I don’t cast same way as Tim Rajeff. He is casting like some spey guys do by keeping his hands inside the box in front of the chest. That works with rods that he produces. But I would not teach this method. The hand movements he shows in my view are  going to cause a lot of guys to windscreen wiper cast. My lower hand follows the upper more on the back cast. I dont want a big movement with my lower hand which is important in accelerating the rod plus keeping the rod tip on a straight line path. I will  take my upper hand further back to. We can cast all sorts of ways away from a windy ole beach and get away with it. My casting arc mostly is bigger and I want to include my shoulders not just my forearms. Dare I say it body turn when possible is very helpful. The casting stroke is pretty much like a single hand rod. The casting physics don’t change or the rules. It’s just a longer rod.

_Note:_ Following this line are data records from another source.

//! LLM client abstraction and implementations.

use async_trait::async_trait;
use serde::{de::DeserializeOwned, Deserialize, Serialize};

/// Error type for LLM operations.
#[derive(Debug, thiserror::Error)]
pub enum LlmError {
    #[error("HTTP error: {0}")]
    Http(String),

    #[error("Rate limited: {message}")]
    RateLimited {
        message: String,
        retry_after_secs: Option<u64>,
    },

    #[error("API error: {status} - {message}")]
    Api { status: u16, message: String },

    #[error("JSON error: {0}")]
    Json(String),

    #[error("Not configured")]
    NotConfigured,
}

impl LlmError {
    /// The request itself was rejected (4xx other than rate limiting).
    pub fn is_client_error(&self) -> bool {
        matches!(self, LlmError::Api { status, .. } if (400..500).contains(status))
    }
}

impl From<reqwest::Error> for LlmError {
    fn from(e: reqwest::Error) -> Self {
        LlmError::Http(e.to_string())
    }
}

/// Token usage statistics.
#[derive(Debug, Clone, Default, Serialize, Deserialize)]
pub struct LlmUsage {
    pub input_tokens: u32,
    pub output_tokens: u32,
}

/// Request for a completion.
#[derive(Debug, Clone)]
pub struct CompletionRequest {
    /// System prompt (instructions for the model)
    pub system: Option<String>,
    /// User message
    pub prompt: String,
    /// Maximum tokens to generate
    pub max_tokens: u32,
    /// Temperature (0.0 = deterministic, 1.0 = creative)
    pub temperature: f32,
}

impl CompletionRequest {
    pub fn new(prompt: impl Into<String>) -> Self {
        Self {
            system: None,
            prompt: prompt.into(),
            max_tokens: 4096,
            temperature: 0.7,
        }
    }

    pub fn with_system(mut self, system: impl Into<String>) -> Self {
        self.system = Some(system.into());
        self
    }

    pub fn with_max_tokens(mut self, max_tokens: u32) -> Self {
        self.max_tokens = max_tokens;
        self
    }

    pub fn with_temperature(mut self, temperature: f32) -> Self {
        self.temperature = temperature;
        self
    }
}

/// Response from a completion.
#[derive(Debug, Clone)]
pub struct CompletionResponse {
    /// The generated text
    pub text: String,
    /// Token usage
    pub usage: LlmUsage,
    /// Model used
    pub model: String,
}

/// Trait for LLM clients.
#[async_trait]
pub trait LlmClient: Send + Sync {
    /// Provider name (e.g., "anthropic", "ollama")
    fn provider(&self) -> &str;

    /// Model name (e.g., "claude-3-haiku-20240307")
    fn model(&self) -> &str;

    /// Send a completion request and get a text response.
    async fn complete(&self, request: CompletionRequest) -> Result<CompletionResponse, LlmError>;
}

/// Parse a model response as JSON.
///
/// Models often wrap JSON in a Markdown code fence or add a sentence around
/// it; the outermost `{...}` object is used.
pub fn parse_json_response<T: DeserializeOwned>(text: &str) -> Result<T, LlmError> {
    let trimmed = text.trim();
    let candidate = match (trimmed.find('{'), trimmed.rfind('}')) {
        (Some(start), Some(end)) if start < end => &trimmed[start..=end],
        _ => trimmed,
    };
    serde_json::from_str(candidate).map_err(|e| LlmError::Json(format!("{}: {}", e, text)))
}

fn retry_after_secs(headers: &reqwest::header::HeaderMap) -> Option<u64> {
    headers
        .get(reqwest::header::RETRY_AFTER)
        .and_then(|v| v.to_str().ok())
        .and_then(|v| v.trim().parse().ok())
}

// ============================================================================
// Anthropic Implementation
// ============================================================================

/// Anthropic API client.
pub struct AnthropicClient {
    client: reqwest::Client,
    api_key: String,
    model: String,
    api_base: String,
}

impl AnthropicClient {
    pub fn new(api_key: impl Into<String>, model: impl Into<String>) -> Self {
        Self {
            client: reqwest::Client::new(),
            api_key: api_key.into(),
            model: model.into(),
            api_base: "https://api.anthropic.com".to_string(),
        }
    }

    pub fn with_api_base(mut self, api_base: impl Into<String>) -> Self {
        self.api_base = api_base.into();
        self
    }
}

#[derive(Debug, Serialize)]
struct AnthropicRequest {
    model: String,
    max_tokens: u32,
    #[serde(skip_serializing_if = "Option::is_none")]
    system: Option<String>,
    messages: Vec<AnthropicMessage>,
    temperature: f32,
}

#[derive(Debug, Serialize)]
struct AnthropicMessage {
    role: String,
    content: String,
}

#[derive(Debug, Deserialize)]
struct AnthropicResponse {
    content: Vec<AnthropicContent>,
    model: String,
    usage: AnthropicUsage,
}

#[derive(Debug, Deserialize)]
struct AnthropicContent {
    #[serde(rename = "type")]
    content_type: String,
    #[serde(default)]
    text: String,
}

#[derive(Debug, Deserialize)]
struct AnthropicUsage {
    input_tokens: u32,
    output_tokens: u32,
}

#[derive(Debug, Deserialize)]
struct AnthropicError {
    error: AnthropicErrorDetail,
}

#[derive(Debug, Deserialize)]
struct AnthropicErrorDetail {
    message: String,
}

#[async_trait]
impl LlmClient for AnthropicClient {
    fn provider(&self) -> &str {
        "anthropic"
    }

    fn model(&self) -> &str {
        &self.model
    }

    async fn complete(&self, request: CompletionRequest) -> Result<CompletionResponse, LlmError> {
        let anthropic_request = AnthropicRequest {
            model: self.model.clone(),
            max_tokens: request.max_tokens,
            system: request.system,
            messages: vec![AnthropicMessage {
                role: "user".to_string(),
                content: request.prompt,
            }],
            temperature: request.temperature,
        };

        let response = self
            .client
            .post(format!("{}/v1/messages", self.api_base))
            .header("x-api-key", &self.api_key)
            .header("anthropic-version", "2023-06-01")
            .header("content-type", "application/json")
            .json(&anthropic_request)
            .send()
            .await?;

        let status = response.status().as_u16();

        if status != 200 {
            let retry_after = retry_after_secs(response.headers());
            let error_text = response.text().await.unwrap_or_default();
            let message = serde_json::from_str::<AnthropicError>(&error_text)
                .map(|e| e.error.message)
                .unwrap_or(error_text);
            if status == 429 {
                return Err(LlmError::RateLimited {
                    message,
                    retry_after_secs: retry_after,
                });
            }
            return Err(LlmError::Api { status, message });
        }

        let anthropic_response: AnthropicResponse = response
            .json()
            .await
            .map_err(|e| LlmError::Json(e.to_string()))?;

        let text = anthropic_response
            .content
            .into_iter()
            .filter(|c| c.content_type == "text")
            .map(|c| c.text)
            .collect::<Vec<_>>()
            .join("");

        Ok(CompletionResponse {
            text,
            usage: LlmUsage {
                input_tokens: anthropic_response.usage.input_tokens,
                output_tokens: anthropic_response.usage.output_tokens,
            },
            model: anthropic_response.model,
        })
    }
}

// ============================================================================
// Ollama Implementation
// ============================================================================

/// Ollama API client for local LLM inference.
///
/// Connects to a local Ollama server (default: http://localhost:11434).
/// No API key required.
pub struct OllamaClient {
    client: reqwest::Client,
    model: String,
    api_base: String,
}

impl OllamaClient {
    pub fn new(model: impl Into<String>) -> Self {
        Self {
            client: reqwest::Client::new(),
            model: model.into(),
            api_base: "http://localhost:11434".to_string(),
        }
    }

    pub fn with_api_base(mut self, api_base: impl Into<String>) -> Self {
        self.api_base = api_base.into();
        self
    }
}

#[derive(Debug, Serialize)]
struct OllamaRequest {
    model: String,
    prompt: String,
    #[serde(skip_serializing_if = "Option::is_none")]
    system: Option<String>,
    stream: bool,
    /// Ask Ollama to constrain output to JSON.
    format: &'static str,
    options: OllamaOptions,
}

#[derive(Debug, Serialize)]
struct OllamaOptions {
    temperature: f32,
    num_predict: u32,
}

#[derive(Debug, Deserialize)]
struct OllamaResponse {
    model: String,
    response: String,
    /// Number of tokens in the response
    #[serde(default)]
    eval_count: u32,
    /// Number of tokens in the prompt
    #[serde(default)]
    prompt_eval_count: u32,
}

#[derive(Debug, Deserialize)]
struct OllamaErrorResponse {
    error: String,
}

#[async_trait]
impl LlmClient for OllamaClient {
    fn provider(&self) -> &str {
        "ollama"
    }

    fn model(&self) -> &str {
        &self.model
    }

    async fn complete(&self, request: CompletionRequest) -> Result<CompletionResponse, LlmError> {
        let ollama_request = OllamaRequest {
            model: self.model.clone(),
            prompt: request.prompt,
            system: request.system,
            stream: false,
            format: "json",
            options: OllamaOptions {
                temperature: request.temperature,
                num_predict: request.max_tokens,
            },
        };

        let response = self
            .client
            .post(format!("{}/api/generate", self.api_base))
            .header("content-type", "application/json")
            .json(&ollama_request)
            .send()
            .await?;

        let status = response.status().as_u16();

        if status != 200 {
            let error_text = response.text().await.unwrap_or_default();
            let message = serde_json::from_str::<OllamaErrorResponse>(&error_text)
                .map(|e| e.error)
                .unwrap_or(error_text);
            if status == 429 {
                return Err(LlmError::RateLimited {
                    message,
                    retry_after_secs: None,
                });
            }
            return Err(LlmError::Api { status, message });
        }

        let ollama_response: OllamaResponse = response
            .json()
            .await
            .map_err(|e| LlmError::Json(e.to_string()))?;

        Ok(CompletionResponse {
            text: ollama_response.response,
            usage: LlmUsage {
                input_tokens: ollama_response.prompt_eval_count,
                output_tokens: ollama_response.eval_count,
            },
            model: ollama_response.model,
        })
    }
}
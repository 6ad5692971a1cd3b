//! Testing utilities and mock implementations.
//!
//! Mocks for every collaborator of the generation coordinator, so runs can
//! be driven end to end without a model or a database.
//!
//! # Example
//!
//! ```rust,ignore
//! use waypoint_core::testing::{MockChunkProducer, MockOutlineProducer, MockPersistenceSink};
//!
//! let chunks = MockChunkProducer::new();
//! chunks.fail_range(DayRange::new(4, 6), 1).await;
//!
//! // Hand the mocks to GenerationCoordinator::new...
//! ```

mod mock_llm;
mod mock_persistence;
mod mock_producers;

pub use mock_llm::MockLlmClient;
pub use mock_persistence::{MockPersistenceSink, MockPlanStore, RecordedPersist};
pub use mock_producers::{MockChunkProducer, MockOutlineProducer};

/// Test fixtures and helper functions.
pub mod fixtures {
    use crate::generation::OutlineResult;
    use crate::planner::DayRange;
    use crate::trip::{
        Activity, DayPlan, Itinerary, Outline, OutlineDay, TripDuration, TripPreferences,
    };

    /// Prepared preferences for a decided destination and duration.
    pub fn preferences(destination: &str, days: u32) -> TripPreferences {
        TripPreferences::new(destination, TripDuration::Days(days)).prepared()
    }

    /// An outline that moves to a new town every third day.
    pub fn outline(destination: &str, days: u32) -> Outline {
        Outline {
            destination: destination.to_string(),
            description: format!("{} days around {}.", days, destination),
            days: (1..=days)
                .map(|day| OutlineDay {
                    day,
                    title: format!("{} day {}", destination, day),
                    overnight_location: format!("{} stop {}", destination, (day - 1) / 3 + 1),
                    highlight_areas: vec![format!("Area {}", day)],
                })
                .collect(),
        }
    }

    pub fn outline_result(destination: &str, days: u32) -> OutlineResult {
        OutlineResult::new(outline(destination, days), preferences(destination, days))
    }

    /// A detailed day with two activities.
    pub fn day_plan(day: u32) -> DayPlan {
        DayPlan {
            day,
            title: format!("Day {}", day),
            activities: vec![
                Activity {
                    time: "09:00".to_string(),
                    name: format!("Morning walk {}", day),
                    description: "Start slow.".to_string(),
                    kind: Some("spot".to_string()),
                    location: None,
                },
                Activity {
                    time: "12:30".to_string(),
                    name: format!("Lunch {}", day),
                    description: "Local favourite.".to_string(),
                    kind: Some("meal".to_string()),
                    location: None,
                },
            ],
            transit: None,
        }
    }

    /// One detailed day per day in `range`.
    pub fn day_plans(range: DayRange) -> Vec<DayPlan> {
        range.days().map(day_plan).collect()
    }

    pub fn itinerary(destination: &str, days: u32) -> Itinerary {
        Itinerary {
            id: uuid::Uuid::new_v4().to_string(),
            destination: destination.to_string(),
            description: format!("{} days around {}.", days, destination),
            hero_image: None,
            days: (1..=days).map(day_plan).collect(),
            references: Vec::new(),
            model_info: None,
        }
    }
}
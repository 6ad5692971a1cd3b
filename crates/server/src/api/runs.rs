//! Generation run API handlers.

use axum::{extract::State, http::StatusCode, Json};
use serde::{Deserialize, Serialize};
use std::sync::Arc;
use tracing::info;
use waypoint_core::{
    Caller, DayRange, GenerationError, Itinerary, ProgressSnapshot, RetryError, RunId,
    TripDuration, TripPreferences,
};

use super::handlers::ErrorResponse;
use super::middleware::UpstreamUser;
use crate::state::AppState;

type ApiError = (StatusCode, Json<ErrorResponse>);

// ============================================================================
// Request/Response Types
// ============================================================================

/// Request body for starting a run
#[derive(Debug, Deserialize)]
pub struct StartRunBody {
    pub preferences: TripPreferences,
    /// Free-text duration ("3 days", "2泊3日"), used when `preferences.duration`
    /// is left undecided.
    #[serde(default)]
    pub duration_text: Option<String>,
    /// Identity supplied by the upstream. Takes precedence over the
    /// `x-user-id` header.
    #[serde(default)]
    pub user_id: Option<String>,
}

#[derive(Debug, Serialize)]
pub struct StartRunResponse {
    pub run_id: RunId,
}

/// Request body for retrying a day range
#[derive(Debug, Deserialize)]
pub struct RetryBody {
    pub start_day: u32,
    pub end_day: u32,
}

#[derive(Debug, Serialize)]
pub struct RetryResponse {
    pub retried: Vec<DayRange>,
}

fn closed() -> ApiError {
    (
        StatusCode::SERVICE_UNAVAILABLE,
        ErrorResponse::new("generation coordinator is not running"),
    )
}

fn retry_error(e: RetryError) -> ApiError {
    let status = match e {
        RetryError::InvalidRange { .. } => StatusCode::BAD_REQUEST,
        RetryError::CoordinatorClosed => return closed(),
        RetryError::NotGenerating { .. }
        | RetryError::NotFailed { .. }
        | RetryError::AttemptsExhausted { .. } => StatusCode::CONFLICT,
    };
    (status, ErrorResponse::new(e.to_string()))
}

// ============================================================================
// Handlers
// ============================================================================

/// Start a new run. A run already in flight is abandoned.
pub async fn start_run(
    State(state): State<Arc<AppState>>,
    UpstreamUser(header_user): UpstreamUser,
    Json(body): Json<StartRunBody>,
) -> Result<(StatusCode, Json<StartRunResponse>), ApiError> {
    let mut preferences = body.preferences;
    if !preferences.duration.is_decided() {
        if let Some(text) = body.duration_text.as_deref() {
            preferences.duration = TripDuration::parse(text);
        }
    }

    let max_trip_days = state.generation_config().max_trip_days;
    if preferences.duration.days() > max_trip_days {
        return Err((
            StatusCode::BAD_REQUEST,
            ErrorResponse::new(format!(
                "Trip of {} days exceeds the {}-day limit",
                preferences.duration.days(),
                max_trip_days
            )),
        ));
    }

    let caller = match body.user_id.or(header_user) {
        Some(user_id) if !user_id.is_empty() => Caller::user(user_id),
        _ => Caller::anonymous(),
    };

    let run_id = state
        .generation()
        .start(preferences, caller)
        .await
        .map_err(|_| closed())?;
    info!("Accepted run {}", run_id);

    Ok((StatusCode::ACCEPTED, Json(StartRunResponse { run_id })))
}

/// Current progress snapshot. Never waits on running generation.
pub async fn get_current(State(state): State<Arc<AppState>>) -> Json<ProgressSnapshot> {
    Json(state.generation().progress())
}

/// Retry a range whose days all failed.
pub async fn retry_range(
    State(state): State<Arc<AppState>>,
    Json(body): Json<RetryBody>,
) -> Result<(StatusCode, Json<RetryResponse>), ApiError> {
    let range = DayRange::new(body.start_day, body.end_day);
    state
        .generation()
        .retry(range)
        .await
        .map_err(retry_error)?;

    Ok((
        StatusCode::ACCEPTED,
        Json(RetryResponse {
            retried: vec![range],
        }),
    ))
}

/// Retry every failed range of the current run.
pub async fn retry_failed(
    State(state): State<Arc<AppState>>,
) -> Result<(StatusCode, Json<RetryResponse>), ApiError> {
    let retried = state
        .generation()
        .retry_failed()
        .await
        .map_err(retry_error)?;

    Ok((StatusCode::ACCEPTED, Json(RetryResponse { retried })))
}

/// The merged itinerary, once the run completed.
pub async fn get_itinerary(
    State(state): State<Arc<AppState>>,
) -> Result<Json<Itinerary>, ApiError> {
    match state.generation().itinerary().await {
        Ok(Some(itinerary)) => Ok(Json(itinerary)),
        Ok(None) => Err((
            StatusCode::NOT_FOUND,
            ErrorResponse::new("no completed itinerary for the current run"),
        )),
        Err(_) => Err(closed()),
    }
}

/// Save the finished itinerary again after a failed save.
pub async fn retry_persistence(
    State(state): State<Arc<AppState>>,
) -> Result<StatusCode, ApiError> {
    match state.generation().retry_persistence().await {
        Ok(()) => Ok(StatusCode::ACCEPTED),
        Err(GenerationError::PersistenceNotRetryable(reason)) => Err((
            StatusCode::CONFLICT,
            ErrorResponse::new(format!("Cannot retry persistence: {}", reason)),
        )),
        Err(GenerationError::CoordinatorClosed) => Err(closed()),
    }
}
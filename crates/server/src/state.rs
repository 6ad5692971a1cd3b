use std::sync::Arc;
use waypoint_core::{Config, FallbackSink, GenerationConfig, GenerationHandle, SanitizedConfig};

/// Shared application state
pub struct AppState {
    config: Config,
    generation: GenerationHandle,
    plans: Arc<FallbackSink>,
}

impl AppState {
    pub fn new(config: Config, generation: GenerationHandle, plans: Arc<FallbackSink>) -> Self {
        Self {
            config,
            generation,
            plans,
        }
    }

    pub fn sanitized_config(&self) -> SanitizedConfig {
        SanitizedConfig::from(&self.config)
    }

    pub fn generation_config(&self) -> &GenerationConfig {
        &self.config.generation
    }

    pub fn generation(&self) -> &GenerationHandle {
        &self.generation
    }

    /// Read access to saved plans, durable and local.
    pub fn plans(&self) -> &FallbackSink {
        self.plans.as_ref()
    }
}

Andrew Moyes is casting with a low back cast and then comes over the top. It’s smooth and I cast this way sometimes. Not if wading deep as I would  be driving my line into the surf behind me. What these vids miss is the reality of water and better still surf. It’s one thing to pick up off of grass and a still pool another surf and with a nice big 3/0 Deceiver  tied onto the leader. I have seen so called Double hand surf casting done in snow covered fields to.  For me it is pretty sad. It is just not doing anyone who has an interest any favours at all.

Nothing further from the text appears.